* Input for this task:
------------------------------------------------------------

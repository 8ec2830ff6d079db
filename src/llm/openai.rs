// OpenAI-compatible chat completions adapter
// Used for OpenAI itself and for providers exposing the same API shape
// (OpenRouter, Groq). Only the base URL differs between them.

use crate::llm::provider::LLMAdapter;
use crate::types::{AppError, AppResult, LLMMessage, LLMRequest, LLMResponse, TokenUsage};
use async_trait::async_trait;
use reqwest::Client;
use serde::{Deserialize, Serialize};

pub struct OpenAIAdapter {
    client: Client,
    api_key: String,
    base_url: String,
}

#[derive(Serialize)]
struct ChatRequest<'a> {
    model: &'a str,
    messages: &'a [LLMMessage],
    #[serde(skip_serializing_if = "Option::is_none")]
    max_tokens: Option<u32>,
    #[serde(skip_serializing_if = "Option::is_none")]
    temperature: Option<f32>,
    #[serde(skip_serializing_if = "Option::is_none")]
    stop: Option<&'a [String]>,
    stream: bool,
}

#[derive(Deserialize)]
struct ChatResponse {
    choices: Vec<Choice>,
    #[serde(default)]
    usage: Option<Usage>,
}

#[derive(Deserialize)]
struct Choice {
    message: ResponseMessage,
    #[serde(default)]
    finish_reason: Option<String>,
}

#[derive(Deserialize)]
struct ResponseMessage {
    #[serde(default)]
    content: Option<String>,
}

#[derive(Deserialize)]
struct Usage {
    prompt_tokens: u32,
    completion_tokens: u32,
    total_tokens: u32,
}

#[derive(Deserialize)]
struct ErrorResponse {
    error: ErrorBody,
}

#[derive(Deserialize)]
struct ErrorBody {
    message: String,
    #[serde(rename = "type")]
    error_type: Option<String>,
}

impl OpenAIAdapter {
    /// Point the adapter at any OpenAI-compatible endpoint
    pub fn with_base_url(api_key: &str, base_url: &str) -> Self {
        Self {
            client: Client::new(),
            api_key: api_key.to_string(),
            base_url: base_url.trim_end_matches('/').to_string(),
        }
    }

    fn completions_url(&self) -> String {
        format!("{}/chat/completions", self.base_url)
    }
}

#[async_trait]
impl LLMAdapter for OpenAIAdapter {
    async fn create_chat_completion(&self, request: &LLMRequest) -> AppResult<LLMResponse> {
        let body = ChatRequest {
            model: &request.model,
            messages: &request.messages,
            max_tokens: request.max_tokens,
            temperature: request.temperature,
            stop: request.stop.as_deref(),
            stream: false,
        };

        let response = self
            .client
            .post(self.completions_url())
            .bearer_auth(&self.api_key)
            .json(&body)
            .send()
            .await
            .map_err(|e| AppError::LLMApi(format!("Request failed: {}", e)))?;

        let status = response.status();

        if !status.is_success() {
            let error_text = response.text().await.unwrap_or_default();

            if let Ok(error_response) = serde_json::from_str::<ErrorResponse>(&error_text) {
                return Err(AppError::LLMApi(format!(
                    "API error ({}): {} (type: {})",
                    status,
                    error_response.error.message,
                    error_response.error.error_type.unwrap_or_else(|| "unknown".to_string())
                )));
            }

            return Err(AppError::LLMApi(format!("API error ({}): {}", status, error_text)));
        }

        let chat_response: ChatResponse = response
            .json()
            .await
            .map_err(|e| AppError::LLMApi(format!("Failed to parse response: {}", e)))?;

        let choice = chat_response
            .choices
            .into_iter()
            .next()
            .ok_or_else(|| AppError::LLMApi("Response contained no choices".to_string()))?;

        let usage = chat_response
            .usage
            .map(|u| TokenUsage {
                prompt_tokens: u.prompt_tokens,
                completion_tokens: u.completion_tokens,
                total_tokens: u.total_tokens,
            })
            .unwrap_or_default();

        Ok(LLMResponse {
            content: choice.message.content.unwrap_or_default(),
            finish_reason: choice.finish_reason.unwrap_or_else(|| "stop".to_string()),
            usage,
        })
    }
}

------------------------------------------------------------

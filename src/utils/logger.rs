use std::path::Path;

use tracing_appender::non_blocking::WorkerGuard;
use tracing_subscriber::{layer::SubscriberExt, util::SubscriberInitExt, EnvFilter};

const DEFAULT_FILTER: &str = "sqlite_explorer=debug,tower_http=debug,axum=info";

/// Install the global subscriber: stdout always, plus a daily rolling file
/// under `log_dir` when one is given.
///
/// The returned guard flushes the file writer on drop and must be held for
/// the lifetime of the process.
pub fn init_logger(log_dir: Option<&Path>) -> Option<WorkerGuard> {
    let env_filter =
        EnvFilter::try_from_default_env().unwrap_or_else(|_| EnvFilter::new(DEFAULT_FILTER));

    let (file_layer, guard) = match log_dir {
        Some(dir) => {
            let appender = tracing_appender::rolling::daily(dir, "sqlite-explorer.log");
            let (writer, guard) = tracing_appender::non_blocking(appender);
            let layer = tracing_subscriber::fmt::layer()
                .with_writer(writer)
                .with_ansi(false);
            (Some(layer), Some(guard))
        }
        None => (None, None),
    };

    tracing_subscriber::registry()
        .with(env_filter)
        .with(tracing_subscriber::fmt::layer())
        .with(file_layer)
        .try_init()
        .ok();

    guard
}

------------------------------------------------------------

Line count for "filename": state how many lines of the records contain it, and give only the number.

2